Steven Stadelman (born October 30, 1960) is an American politician and former television journalist who has been a Democratic member of the Illinois Senate since 2013, representing the 34th district. The district is based in Winnebago County and includes all or part of the municipalities of Rockford, Machesney Park, Loves Park and Cherry Valley.

Background
Stadelman is a graduate of the University of Wisconsin-Madison, where he studied journalism.
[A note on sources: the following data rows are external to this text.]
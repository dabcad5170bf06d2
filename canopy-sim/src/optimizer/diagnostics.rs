//! Diagnostic battery producing improvement suggestions for a design.
//!
//! Checks run against the caller's current fixtures, independent of whichever
//! layout the search ends up recommending. Each failed check yields one
//! [`OptimizationSuggestion`]; the list is ordered high priority first and,
//! within a priority, in the order the checks run.

use serde::{Deserialize, Serialize};
use shared::units::{PowerExt, RatioExt};
use std::fmt;

use super::constraints::OptimizationConstraints;
use super::layout::fixture_spacing_cv;
use crate::field::stats::FieldStatistics;
use crate::hardware::fixture::Fixture;
use crate::hardware::room::Room;

#[derive(Debug, Clone, Copy, PartialEq, Eq, Hash, Serialize, Deserialize)]
#[serde(rename_all = "lowercase")]
pub enum SuggestionKind {
    Placement,
    Power,
    Spectrum,
    Spacing,
    Efficiency,
}

/// Urgency of a suggestion; orders `High < Medium < Low` so sorting puts
/// the most urgent first
#[derive(Debug, Clone, Copy, PartialEq, Eq, PartialOrd, Ord, Hash, Serialize, Deserialize)]
#[serde(rename_all = "lowercase")]
pub enum Priority {
    High,
    Medium,
    Low,
}

impl fmt::Display for SuggestionKind {
    fn fmt(&self, f: &mut fmt::Formatter<'_>) -> fmt::Result {
        let label = match self {
            SuggestionKind::Placement => "placement",
            SuggestionKind::Power => "power",
            SuggestionKind::Spectrum => "spectrum",
            SuggestionKind::Spacing => "spacing",
            SuggestionKind::Efficiency => "efficiency",
        };
        f.pad(label)
    }
}

impl fmt::Display for Priority {
    fn fmt(&self, f: &mut fmt::Formatter<'_>) -> fmt::Result {
        let label = match self {
            Priority::High => "high",
            Priority::Medium => "medium",
            Priority::Low => "low",
        };
        f.pad(label)
    }
}

#[derive(Debug, Clone, PartialEq, Serialize, Deserialize)]
pub struct OptimizationSuggestion {
    pub kind: SuggestionKind,
    pub priority: Priority,
    pub title: String,
    pub detail: String,
    /// Rough expected gain from acting on the suggestion, 0-100
    pub estimated_improvement_pct: f64,
}

impl OptimizationSuggestion {
    fn new(
        kind: SuggestionKind,
        priority: Priority,
        title: &str,
        detail: String,
        estimated_improvement_pct: f64,
    ) -> Self {
        Self {
            kind,
            priority,
            title: title.to_string(),
            detail,
            estimated_improvement_pct: estimated_improvement_pct.clamp(0.0, 100.0),
        }
    }
}

/// Limits used by the non-constraint checks
#[derive(Debug, Clone, Copy, PartialEq, Serialize, Deserialize)]
#[serde(default)]
pub struct DiagnosticThresholds {
    /// Nearest-neighbour spacing CV above which spacing is flagged, percent
    pub spacing_cv_limit_pct: f64,
    pub ideal_red_blue_ratio: f64,
    /// Allowed relative deviation from the ideal red:blue ratio, percent
    pub red_blue_tolerance_pct: f64,
    /// Aggregate efficacy below this is flagged, µmol/J
    pub min_efficacy: f64,
    /// A PPFD deficit is high priority below this fraction of the target
    pub deficit_high_fraction: f64,
    /// A uniformity deficit is high priority below this fraction of the minimum
    pub uniformity_high_fraction: f64,
}

impl Default for DiagnosticThresholds {
    fn default() -> Self {
        Self {
            spacing_cv_limit_pct: 20.0,
            ideal_red_blue_ratio: 3.0,
            red_blue_tolerance_pct: 25.0,
            min_efficacy: 2.5,
            deficit_high_fraction: 0.8,
            uniformity_high_fraction: 0.75,
        }
    }
}

/// PPF-weighted red:blue ratio of the emitting fixtures that declare a spectrum
fn aggregate_red_blue(fixtures: &[Fixture]) -> Option<f64> {
    let (red, blue) = fixtures
        .iter()
        .filter_map(|f| f.model.spectrum.map(|s| (s, f.effective_ppf().value())))
        .fold((0.0, 0.0), |(red, blue), (s, ppf)| {
            (red + s.red_fraction * ppf, blue + s.blue_fraction * ppf)
        });
    (blue > 0.0).then(|| red / blue)
}

/// Effective PPF over effective draw for the whole set, µmol/J
fn aggregate_efficacy(fixtures: &[Fixture]) -> Option<f64> {
    let ppf: f64 = fixtures.iter().map(|f| f.effective_ppf().value()).sum();
    let watts: f64 = fixtures.iter().map(|f| f.effective_wattage().as_watts()).sum();
    (watts > 0.0).then(|| ppf / watts)
}

/// Run every check and return the failures, most urgent first.
///
/// `statistics` must describe the field produced by `fixtures` in `room`.
pub fn run_diagnostics(
    room: &Room,
    fixtures: &[Fixture],
    statistics: &FieldStatistics,
    constraints: &OptimizationConstraints,
    thresholds: &DiagnosticThresholds,
) -> Vec<OptimizationSuggestion> {
    let target = constraints.target_ppfd.value();
    let average = statistics.average.value();

    if room.has_empty_footprint() || !fixtures.iter().any(Fixture::is_emitting) {
        return vec![
            OptimizationSuggestion::new(
                SuggestionKind::Placement,
                Priority::High,
                "Add fixtures",
                format!(
                    "No light reaches the canopy; place fixtures over the {:.1} unit² footprint",
                    room.footprint_area()
                ),
                100.0,
            ),
            OptimizationSuggestion::new(
                SuggestionKind::Power,
                Priority::High,
                "Increase intensity",
                format!("Average PPFD is {average:.0} against a target of {target:.0}"),
                100.0,
            ),
        ];
    }

    let mut suggestions = Vec::new();

    let range = &constraints.ppfd_range;
    if statistics.average < range.min {
        let priority = if average < target * thresholds.deficit_high_fraction {
            Priority::High
        } else {
            Priority::Medium
        };
        suggestions.push(OptimizationSuggestion::new(
            SuggestionKind::Power,
            priority,
            "Increase intensity",
            format!(
                "Average PPFD {average:.0} is below the acceptable minimum {:.0}; add fixtures or raise dimming",
                range.min.value()
            ),
            (target - average) / target * 100.0,
        ));
    } else if statistics.average > range.max {
        suggestions.push(OptimizationSuggestion::new(
            SuggestionKind::Efficiency,
            Priority::Medium,
            "Reduce intensity",
            format!(
                "Average PPFD {average:.0} exceeds the acceptable maximum {:.0}; dim or remove fixtures",
                range.max.value()
            ),
            (average - target) / average * 100.0,
        ));
    }

    let min_uniformity = constraints.min_uniformity.as_fraction();
    let uniformity = statistics.uniformity.min_avg.as_fraction();
    if uniformity < min_uniformity {
        let priority = if uniformity < min_uniformity * thresholds.uniformity_high_fraction {
            Priority::High
        } else {
            Priority::Medium
        };
        suggestions.push(OptimizationSuggestion::new(
            SuggestionKind::Placement,
            priority,
            "Improve uniformity",
            format!(
                "Min/avg uniformity {uniformity:.2} is below {min_uniformity:.2}; spread fixtures more evenly or raise them"
            ),
            (min_uniformity - uniformity) / min_uniformity * 100.0,
        ));
    }

    let emitting = fixtures.iter().filter(|f| f.is_emitting()).count();
    let outside = fixtures
        .iter()
        .filter(|f| f.is_emitting() && !room.contains(f.x, f.y))
        .count();
    if outside > 0 {
        suggestions.push(OptimizationSuggestion::new(
            SuggestionKind::Placement,
            Priority::Medium,
            "Move fixtures over the footprint",
            format!(
                "{outside} of {emitting} fixtures hang outside the {} x {} room",
                room.width, room.length
            ),
            outside as f64 / emitting as f64 * 100.0,
        ));
    }

    let density = room.power_density(fixtures);
    let cap = constraints.max_power_density;
    if density > cap {
        suggestions.push(OptimizationSuggestion::new(
            SuggestionKind::Power,
            Priority::High,
            "Reduce power density",
            format!("Installed load {density:.1} exceeds the cap of {cap:.1}"),
            (density - cap) / density * 100.0,
        ));
    }

    let spacing_cv = fixture_spacing_cv(fixtures);
    if spacing_cv > thresholds.spacing_cv_limit_pct {
        suggestions.push(OptimizationSuggestion::new(
            SuggestionKind::Spacing,
            Priority::Medium,
            "Regularise fixture spacing",
            format!(
                "Nearest-neighbour spacing varies by {spacing_cv:.0} % (limit {:.0} %)",
                thresholds.spacing_cv_limit_pct
            ),
            (spacing_cv - thresholds.spacing_cv_limit_pct) / spacing_cv * 100.0,
        ));
    }

    if let Some(ratio) = aggregate_red_blue(fixtures) {
        let ideal = thresholds.ideal_red_blue_ratio;
        let deviation_pct = (ratio - ideal).abs() / ideal * 100.0;
        if deviation_pct > thresholds.red_blue_tolerance_pct {
            suggestions.push(OptimizationSuggestion::new(
                SuggestionKind::Spectrum,
                Priority::Low,
                "Adjust spectrum balance",
                format!("Red:blue ratio is {ratio:.1}:1, ideal is {ideal:.1}:1"),
                deviation_pct - thresholds.red_blue_tolerance_pct,
            ));
        }
    }

    if let Some(efficacy) = aggregate_efficacy(fixtures) {
        if efficacy < thresholds.min_efficacy {
            suggestions.push(OptimizationSuggestion::new(
                SuggestionKind::Efficiency,
                Priority::Low,
                "Upgrade to higher-efficacy fixtures",
                format!(
                    "Fixtures deliver {efficacy:.2} µmol/J, below {:.2} µmol/J",
                    thresholds.min_efficacy
                ),
                (thresholds.min_efficacy - efficacy) / thresholds.min_efficacy * 100.0,
            ));
        }
    }

    suggestions.sort_by_key(|s| s.priority);
    suggestions
}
He was a TV reporter and anchor in the Rockford area for two decades.

State Senate

2012 election
Stadelman was endorsed by former Rockford Board of Education President Nancy Kalchbrenner and former mayors Charles Box and Doug Scott.

Steve Stadelman defeated Winnebago County Board Member Frank Gambino to become senator for the new 34th district.

Tenure
In the Illinois General Assembly Stadelman's associated representatives are Democrat Maurice West in State House District 67 and Republican John Cabello in State House District 68.

As of July 2022, Senator Stadelman is a member of the following Illinois Senate committees:

 Appropriations - General Services Committee (SAPP-SAGS)
 Appropriations - Emergency Management Committee (SAPP-SAEM(
 Commerce Committee (SCOM)
 Credits, Deduction, and Exemptions Committee (SREV-SRCD)
 Higher Education Committee (SCHE)
 (Chairman of) Local Government Committee (SLGV)
 (Chairman of) Redistricting - Northern Illinois Committee (SRED-SRNI)
 Revenue Committee (SREV)
 (Chairman of) Revenue - Special Issues Committee (SREV-SRSI)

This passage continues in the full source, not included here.